American mathematician (born 1944)

Richard Peter Stanley (born June 23, 1944) is an Emeritus Professor of Mathematics at the Massachusetts Institute of Technology, and an Arts and Sciences Distinguished Scholar at the University of Miami. From 2000 to 2010, he was the Norman Levinson Professor of Applied Mathematics at MIT. He received his Ph.D. at Harvard University in 1971 under the supervision of Gian-Carlo Rota. He is an expert in the field of combinatorics and its applications to other mathematical disciplines.

== Contributions ==

Stanley is known for his two-volume book Enumerative Combinatorics (1986–1999).

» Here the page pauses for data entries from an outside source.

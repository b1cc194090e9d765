use std::path::PathBuf;

use clap::Parser;
use prnotify_config::{ApiDriver, Config, NotifierDriver};
use prnotify_core::{
    use_cases::notifications::{ProcessEventInterface, ProcessOutcome},
    CoreContext, CoreModule,
};
use prnotify_ghapi_github::GithubApiService;
use prnotify_ghapi_interface::ApiService;
use prnotify_ghapi_null::NullApiService;
use prnotify_slack::{NotifierService, NullNotifierService, SlackWebhookNotifier};
use serde_json::Value;
use shaku::HasComponent;
use tracing::info;

use crate::{event::load_event_payload, Result};

#[derive(Parser)]
#[command(about = "Announce pull request events on a Slack channel", long_about = None)]
pub struct Args {
    /// Event payload file, instead of GITHUB_EVENT_PATH.
    #[arg(long)]
    event_path: Option<PathBuf>,

    /// Render and log the notification without calling any external service.
    #[arg(long)]
    dry_run: bool,
}

impl Args {
    /// Fold command line overrides into the configuration.
    pub fn apply_to(&self, mut config: Config) -> Config {
        if let Some(event_path) = &self.event_path {
            config.event_path = event_path.to_string_lossy().into_owned();
        }

        if self.dry_run {
            config.api.driver = ApiDriver::Null;
            config.slack.driver = NotifierDriver::Null;
        }

        config
    }
}

pub(crate) struct CommandContext {
    pub config: Config,
    pub api_service: Box<dyn ApiService + Send + Sync>,
    pub notifier_service: Box<dyn NotifierService + Send + Sync>,
    pub core_module: CoreModule,
}

impl CommandContext {
    pub fn from_config(config: Config) -> Self {
        let api_service: Box<dyn ApiService + Send + Sync> = {
            if config.api.driver == ApiDriver::GitHub {
                info!("Using GithubApiService API driver");
                Box::new(GithubApiService::new(config.clone()))
            } else {
                info!("Using NullApiService API driver");
                Box::new(NullApiService::new())
            }
        };

        let notifier_service: Box<dyn NotifierService + Send + Sync> = {
            if config.slack.driver == NotifierDriver::Slack {
                info!("Using SlackWebhookNotifier notifier driver");
                Box::new(SlackWebhookNotifier::new(config.slack.webhook_url.clone()))
            } else {
                info!("Using NullNotifierService notifier driver");
                Box::new(NullNotifierService::new())
            }
        };

        Self {
            config,
            api_service,
            notifier_service,
            core_module: CoreModule::builder().build(),
        }
    }

    pub fn as_core_context(&self) -> CoreContext {
        CoreContext {
            config: &self.config,
            core_module: &self.core_module,
            api_service: self.api_service.as_ref(),
            notifier_service: self.notifier_service.as_ref(),
        }
    }
}

pub struct CommandExecutor;

impl CommandExecutor {
    pub fn run(config: Config) -> Result<()> {
        let payload = load_event_payload(&config.event_path)?;
        let ctx = CommandContext::from_config(config);

        tokio::runtime::Builder::new_current_thread()
            .enable_all()
            .build()?
            .block_on(Self::run_async(&ctx, &payload))?;

        Ok(())
    }

    pub(crate) async fn run_async(ctx: &CommandContext, payload: &Value) -> Result<ProcessOutcome> {
        let process_event: &dyn ProcessEventInterface = ctx.core_module.resolve_ref();
        let outcome = process_event.run(&ctx.as_core_context(), payload).await?;

        match &outcome {
            ProcessOutcome::Skipped(reason) => info!(reason = ?reason, "Nothing sent"),
            ProcessOutcome::Notified(message) => {
                info!(channel = %message.channel, "Notification delivered")
            }
        }

        Ok(outcome)
    }
}
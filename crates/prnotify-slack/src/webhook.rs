//! Slack incoming webhook.

use async_trait::async_trait;
use reqwest::Client;

use crate::{NotifierService, Result, SlackMessage};

/// Sends messages to a Slack incoming webhook URL.
#[derive(Clone)]
pub struct SlackWebhookNotifier {
    client: Client,
    webhook_url: String,
}

impl SlackWebhookNotifier {
    /// Creates a notifier for the given webhook URL.
    pub fn new(webhook_url: String) -> Self {
        Self {
            client: Client::new(),
            webhook_url,
        }
    }
}

#[async_trait]
impl NotifierService for SlackWebhookNotifier {
    #[tracing::instrument(skip_all, fields(channel = %message.channel, username = %message.username))]
    async fn send(&self, message: &SlackMessage) -> Result<()> {
        self.client
            .post(&self.webhook_url)
            .json(message)
            .send()
            .await?
            .error_for_status()?;

        Ok(())
    }
}

#[cfg(test)]
mod tests {
    use httpmock::prelude::*;
    use serde_json::json;

    use super::*;
    use crate::NotifierError;

    fn message() -> SlackMessage {
        SlackMessage {
            text: "PR *Fix bug* is ready".into(),
            channel: "#general".into(),
            username: "ReadyForReviewBot".into(),
        }
    }

    #[tokio::test]
    async fn send_posts_message_to_webhook() {
        let server = MockServer::start();
        let hook = server.mock(|when, then| {
            when.method(POST)
                .path("/services/T/B/X")
                .header("content-type", "application/json")
                .json_body(json!({
                    "text": "PR *Fix bug* is ready",
                    "channel": "#general",
                    "username": "ReadyForReviewBot"
                }));
            then.status(200).body("ok");
        });

        SlackWebhookNotifier::new(server.url("/services/T/B/X"))
            .send(&message())
            .await
            .unwrap();
        hook.assert();
    }

    #[tokio::test]
    async fn send_fails_on_error_status() {
        let server = MockServer::start();
        let hook = server.mock(|when, then| {
            when.method(POST).path("/services/T/B/X");
            then.status(404).body("no_service");
        });

        let result = SlackWebhookNotifier::new(server.url("/services/T/B/X"))
            .send(&message())
            .await;
        assert!(matches!(result, Err(NotifierError::HttpError { .. })));
        hook.assert();
    }
}
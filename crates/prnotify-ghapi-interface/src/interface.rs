use async_trait::async_trait;

use crate::{types::GhIssueComment, Result};

/// GitHub API Adapter interface
#[cfg_attr(any(test, feature = "testkit"), mockall::automock)]
#[async_trait]
pub trait ApiService: Send + Sync {
    /// List the first page of comments on an issue or pull request.
    async fn comments_list(
        &self,
        owner: &str,
        name: &str,
        issue_number: u64,
        per_page: u8,
    ) -> Result<Vec<GhIssueComment>>;
    /// Post a comment on a pull request.
    async fn comments_post(
        &self,
        owner: &str,
        name: &str,
        issue_number: u64,
        body: &str,
    ) -> Result<u64>;
}
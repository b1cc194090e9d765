//! API errors.

use thiserror::Error;

/// API error.
#[allow(missing_docs)]
#[derive(Debug, Error)]
pub enum ApiError {
    #[error(transparent)]
    ImplementationError {
        source: Box<dyn std::error::Error + Send + Sync + 'static>,
    },
}

/// Result alias for `ApiError`.
pub type Result<T, E = ApiError> = core::result::Result<T, E>;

He is also the author of Combinatorics and Commutative Algebra (1983) and well over 200 research articles in mathematics. He has served as thesis advisor to 60 doctoral students, many of whom have had distinguished careers in combinatorial research. Donald Knuth named Stanley as one of his combinatorial heroes in a 2023 interview.

== Awards and honors ==
Stanley's distinctions include membership in the National Academy of Sciences (elected in 1995), the 2001 Leroy P. Steele Prize for Mathematical Exposition, the 2003 Schock Prize, a plenary lecture at the International Congress of Mathematicians (in Madrid, Spain), and election in 2012 as a fellow of the American Mathematical Society. In 2022 he was awarded the Leroy P. Steele Prize for Lifetime Achievement.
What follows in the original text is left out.